⟨

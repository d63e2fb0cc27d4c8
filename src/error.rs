//! Error types with fix suggestions

use std::path::PathBuf;

use thiserror::Error;

/// Trait for errors that provide fix suggestions
pub trait FixSuggestion {
    fn fix_suggestion(&self) -> Option<&str>;
}

#[derive(Error, Debug)]
pub enum CrewError {
    #[error("YAML parse error: {0}")]
    YamlParse(#[from] serde_yaml::Error),

    #[error("IO error: {0}")]
    Io(#[from] std::io::Error),

    // ─────────────────────────────────────────────────────────────
    // Pipeline definition errors (CREW-010 to CREW-016)
    // ─────────────────────────────────────────────────────────────

    #[error("CREW-010: Invalid schema: expected '{expected}', got '{actual}'")]
    InvalidSchema { expected: String, actual: String },

    #[error("CREW-011: Pipeline has no tasks")]
    EmptyPipeline,

    #[error("CREW-012: Duplicate role id '{id}'")]
    DuplicateRole { id: String },

    #[error("CREW-013: Duplicate task id '{id}'")]
    DuplicateTask { id: String },

    #[error("CREW-014: Task '{task_id}' is assigned to unknown role '{role_id}'")]
    UnknownRole { role_id: String, task_id: String },

    #[error("CREW-015: Task '{task_id}' takes context from unknown task '{upstream}'")]
    UnknownUpstream { upstream: String, task_id: String },

    #[error("CREW-016: Circular context dependency involving '{task_id}'")]
    CircularContext { task_id: String },

    // ─────────────────────────────────────────────────────────────
    // Provider errors (CREW-020 to CREW-022)
    // ─────────────────────────────────────────────────────────────

    #[error("CREW-020: Unknown provider '{name}'")]
    UnknownProvider { name: String },

    #[error("CREW-021: Missing credential: {var} is not set")]
    MissingCredential { var: String },

    #[error("CREW-022: Task '{task_id}' failed: {reason}")]
    Provider { task_id: String, reason: String },

    // ─────────────────────────────────────────────────────────────
    // Output errors (CREW-030 to CREW-031)
    // ─────────────────────────────────────────────────────────────

    #[error("CREW-030: Cannot write '{}': {source}", .path.display())]
    Output {
        path: PathBuf,
        #[source]
        source: std::io::Error,
    },

    #[error("CREW-031: Cannot serialize event log: {0}")]
    EventLog(#[from] serde_json::Error),

    #[error("CREW-040: Invalid input '{raw}' (expected key=value)")]
    InvalidInput { raw: String },
}

impl FixSuggestion for CrewError {
    fn fix_suggestion(&self) -> Option<&str> {
        match self {
            CrewError::YamlParse(_) => Some("Check YAML syntax: indentation and quoting"),
            CrewError::Io(_) => Some("Check file path and permissions"),
            CrewError::InvalidSchema { .. } => {
                Some("Start the file with: schema: crewline/pipeline@0.1")
            }
            CrewError::EmptyPipeline => Some("Declare at least one entry under tasks:"),
            CrewError::DuplicateRole { .. } => Some("Use unique ids under roles:"),
            CrewError::DuplicateTask { .. } => Some("Use unique ids under tasks:"),
            CrewError::UnknownRole { .. } => {
                Some("Set agent: to the id of a role declared under roles:")
            }
            CrewError::UnknownUpstream { .. } => {
                Some("List only ids of tasks declared in this pipeline in context:")
            }
            CrewError::CircularContext { .. } => {
                Some("Remove the cycle - a task cannot depend on its own output")
            }
            CrewError::UnknownProvider { .. } => Some("Use --provider groq or --provider mock"),
            CrewError::MissingCredential { .. } => {
                Some("Export GROQ_API_KEY or add it to a .env file")
            }
            CrewError::Provider { .. } => {
                Some("Check network access, API key validity and rate limits")
            }
            CrewError::Output { .. } => Some("Check the output path is writable"),
            CrewError::EventLog(_) => Some("Run again without --events to skip the dump"),
            CrewError::InvalidInput { .. } => Some("Pass inputs as --input topic=value"),
        }
    }
}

⟩

The response should reproduce every entry above exactly.

= SOLUTION FOR THIS PROBLEM =
repository d63e2fb0cc27d4c8
filename src/error.rs
//! Error types with fix suggestions

use std::path::PathBuf;

use thiserror::Error;

/// Trait for errors that provide fix suggestions
pub trait FixSuggestion {
    fn fix_suggestion(&self) -> Option<&str>;
}

#[derive(Error, Debug)]
pub enum CrewError {
    #[error("YAML parse error: {0}")]
    YamlParse(#[from] serde_yaml::Error),

    #[error("IO error: {0}")]
    Io(#[from] std::io::Error),

    // ─────────────────────────────────────────────────────────────
    // Pipeline definition errors (CREW-010 to CREW-016)
    // ─────────────────────────────────────────────────────────────

    #[error("CREW-010: Invalid schema: expected '{expected}', got '{actual}'")]
    InvalidSchema { expected: String, actual: String },

    #[error("CREW-011: Pipeline has no tasks")]
    EmptyPipeline,

    #[error("CREW-012: Duplicate role id '{id}'")]
    DuplicateRole { id: String },

    #[error("CREW-013: Duplicate task id '{id}'")]
    DuplicateTask { id: String },

    #[error("CREW-014: Task '{task_id}' is assigned to unknown role '{role_id}'")]
    UnknownRole { role_id: String, task_id: String },

    #[error("CREW-015: Task '{task_id}' takes context from unknown task '{upstream}'")]
    UnknownUpstream { upstream: String, task_id: String },

    #[error("CREW-016: Circular context dependency involving '{task_id}'")]
    CircularContext { task_id: String },

    // ─────────────────────────────────────────────────────────────
    // Provider errors (CREW-020 to CREW-022)
    // ─────────────────────────────────────────────────────────────

    #[error("CREW-020: Unknown provider '{name}'")]
    UnknownProvider { name: String },

    #[error("CREW-021: Missing credential: {var} is not set")]
    MissingCredential { var: String },

    #[error("CREW-022: Task '{task_id}' failed: {reason}")]
    Provider { task_id: String, reason: String },

    // ─────────────────────────────────────────────────────────────
    // Output errors (CREW-030 to CREW-031)
    // ─────────────────────────────────────────────────────────────

    #[error("CREW-030: Cannot write '{}': {source}", .path.display())]
    Output {
        path: PathBuf,
        #[source]
        source: std::io::Error,
    },

    #[error("CREW-031: Cannot serialize event log: {0}")]
    EventLog(#[from] serde_json::Error),

    #[error("CREW-040: Invalid input '{raw}' (expected key=value)")]
    InvalidInput { raw: String },
}

impl FixSuggestion for CrewError {
    fn fix_suggestion(&self) -> Option<&str> {
        match self {
            CrewError::YamlParse(_) => Some("Check YAML syntax: indentation and quoting"),
            CrewError::Io(_) => Some("Check file path and permissions"),
            CrewError::InvalidSchema { .. } => {
                Some("Start the file with: schema: crewline/pipeline@0.1")
            }
            CrewError::EmptyPipeline => Some("Declare at least one entry under tasks:"),
            CrewError::DuplicateRole { .. } => Some("Use unique ids under roles:"),
            CrewError::DuplicateTask { .. } => Some("Use unique ids under tasks:"),
            CrewError::UnknownRole { .. } => {
                Some("Set agent: to the id of a role declared under roles:")
            }
            CrewError::UnknownUpstream { .. } => {
                Some("List only ids of tasks declared in this pipeline in context:")
            }
            CrewError::CircularContext { .. } => {
                Some("Remove the cycle - a task cannot depend on its own output")
            }
            CrewError::UnknownProvider { .. } => Some("Use --provider groq or --provider mock"),
            CrewError::MissingCredential { .. } => {
                Some("Export GROQ_API_KEY or add it to a .env file")
            }
            CrewError::Provider { .. } => {
                Some("Check network access, API key validity and rate limits")
            }
            CrewError::Output { .. } => Some("Check the output path is writable"),
            CrewError::EventLog(_) => Some("Run again without --events to skip the dump"),
            CrewError::InvalidInput { .. } => Some("Pass inputs as --input topic=value"),
        }
    }
}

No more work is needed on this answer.